Al Kaida tötet im Irak mehr als 4000 Menschen

Aktualisiert

Al Kaida tötet im Irak mehr als 4000 Menschen

Nach US-Angaben hat das Terror-Netzwerk Al Kaida im Irak in den vergangenen sechs Monaten mehr als 4000 Menschen bei Selbstmordanschlägen getötet oder verletzt.

In den meisten Fällen seien die Attentate von ausländischen Kämpfern verübt worden, sagte der US-Armeesprecher Kevin Berger am Mittwoch in Bagdad.

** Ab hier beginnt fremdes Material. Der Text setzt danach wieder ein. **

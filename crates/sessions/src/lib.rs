//! Session store implementations for Bookline.

pub mod file_backend;
pub mod in_memory;
pub mod store;

pub use file_backend::FileSessionStore;
pub use in_memory::InMemorySessionStore;
pub use store::SessionStore;
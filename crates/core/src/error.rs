//! Error types for the Bookline domain.
//!
//! Uses `thiserror` for ergonomic error definitions.
//! Each bounded context has its own error variant.

use thiserror::Error;

/// The top-level error type for all Bookline operations.
#[derive(Debug, Error)]
pub enum Error {
    // --- Provider errors ---
    #[error("Provider error: {0}")]
    Provider(#[from] ProviderError),

    // --- Tool errors ---
    #[error("Tool error: {0}")]
    Tool(#[from] ToolError),

    // --- Session errors ---
    #[error("Session error: {0}")]
    Session(#[from] SessionError),

    // --- Security errors ---
    #[error("Security error: {0}")]
    Security(#[from] SecurityError),

    // --- Configuration errors ---
    #[error("Configuration error: {message}")]
    Config { message: String },

    // --- Serialization ---
    #[error("Serialization error: {0}")]
    Serialization(#[from] serde_json::Error),

    // --- Generic ---
    #[error("Internal error: {0}")]
    Internal(String),
}

/// Result type alias using our Error.
pub type Result<T> = std::result::Result<T, Error>;

// --- Bounded context errors ---

#[derive(Debug, Clone, Error)]
pub enum ProviderError {
    #[error("API request failed: {message} (status: {status_code})")]
    ApiError { status_code: u16, message: String },

    #[error("Rate limited by provider, retry after {retry_after_secs}s")]
    RateLimited { retry_after_secs: u64 },

    #[error("Authentication failed: {0}")]
    AuthenticationFailed(String),

    #[error("Model not found: {0}")]
    ModelNotFound(String),

    #[error("Provider not configured: {0}")]
    NotConfigured(String),

    #[error("Request timed out: {0}")]
    Timeout(String),

    #[error("Network error: {0}")]
    Network(String),
}

impl ProviderError {
    /// Whether this error is a transport-level fault (timeout, connectivity,
    /// upstream outage) as opposed to a request-shape problem.
    pub fn is_transport_fault(&self) -> bool {
        match self {
            ProviderError::Timeout(_) | ProviderError::Network(_) => true,
            ProviderError::ApiError { status_code, .. } => *status_code >= 500,
            _ => false,
        }
    }
}

#[derive(Debug, Clone, Error)]
pub enum ToolError {
    #[error("Tool not found: {0}")]
    NotFound(String),

    #[error("Invalid tool arguments: {0}")]
    InvalidArguments(String),

    #[error("Upstream call failed: {tool_name}: {reason}")]
    Upstream { tool_name: String, reason: String },

    #[error("Tool timed out: {tool_name} after {timeout_secs}s")]
    Timeout { tool_name: String, timeout_secs: u64 },
}

#[derive(Debug, Error)]
pub enum SessionError {
    #[error("Storage error: {0}")]
    Storage(String),

    #[error("Thread not found: {0}")]
    NotFound(String),

    #[error("Corrupt session data for {thread_id}: {reason}")]
    Corrupt { thread_id: String, reason: String },
}

#[derive(Debug, Clone, Error)]
pub enum SecurityError {
    #[error("Rate limit exceeded for {org_id}, retry after {retry_after_secs}s")]
    RateLimited {
        org_id: String,
        retry_after_secs: u64,
    },

    #[error("Input flagged as unsafe: {threat}")]
    UnsafeInput { threat: String },
}
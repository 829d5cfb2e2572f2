//! SessionStore trait — the persistence seam for per-thread state.
//!
//! Writes for one thread are serialized by the store; writes to different
//! threads may proceed concurrently. Idle expiry is an external concern and
//! not part of this contract.

use async_trait::async_trait;
use bookline_core::error::SessionError;
use bookline_core::message::ThreadId;
use bookline_core::session::Session;

/// Persistence backend for sessions.
#[async_trait]
pub trait SessionStore: Send + Sync {
    /// A human-readable name for this backend.
    fn name(&self) -> &str;

    /// Resolve an external (session_id, org_id) pair to a thread id,
    /// creating a fresh thread on first contact.
    async fn get_or_create_thread(
        &self,
        session_id: &str,
        org_id: &str,
    ) -> Result<ThreadId, SessionError>;

    /// Load the session for a thread. `Ok(None)` if the thread is unknown.
    async fn load(&self, thread_id: &ThreadId) -> Result<Option<Session>, SessionError>;

    /// Persist the full session state. Writes for the same thread are
    /// serialized; cross-thread writes are concurrent.
    async fn persist(&self, session: &Session) -> Result<(), SessionError>;
}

Die Zahl ausländischer Al-Kaida-Mitglieder im Irak sei zwar relativ klein, ihre Taten seien aber «sehr, sehr zerstörerisch für die irakische Bevölkerung».

Pro Monat locke Al Kaida etwa 60 bis 80 Ausländer in den Irak. Das Terror-Netzwerk sei «der grösste Destabilisierungsfaktor für die irakische Regierung», sagte der Armeesprecher weiter.

Ihrerseits haben die US-Streitkräfte in den letzten Tagen nach eigenen Angaben rund 30 Rebellen im Irak getötet. Davon seien 20 Opfer mutmassliche Mitglieder der Al-Kaida gewesen. Rund 20 Verdächtige seien zudem gefangen genommen worden.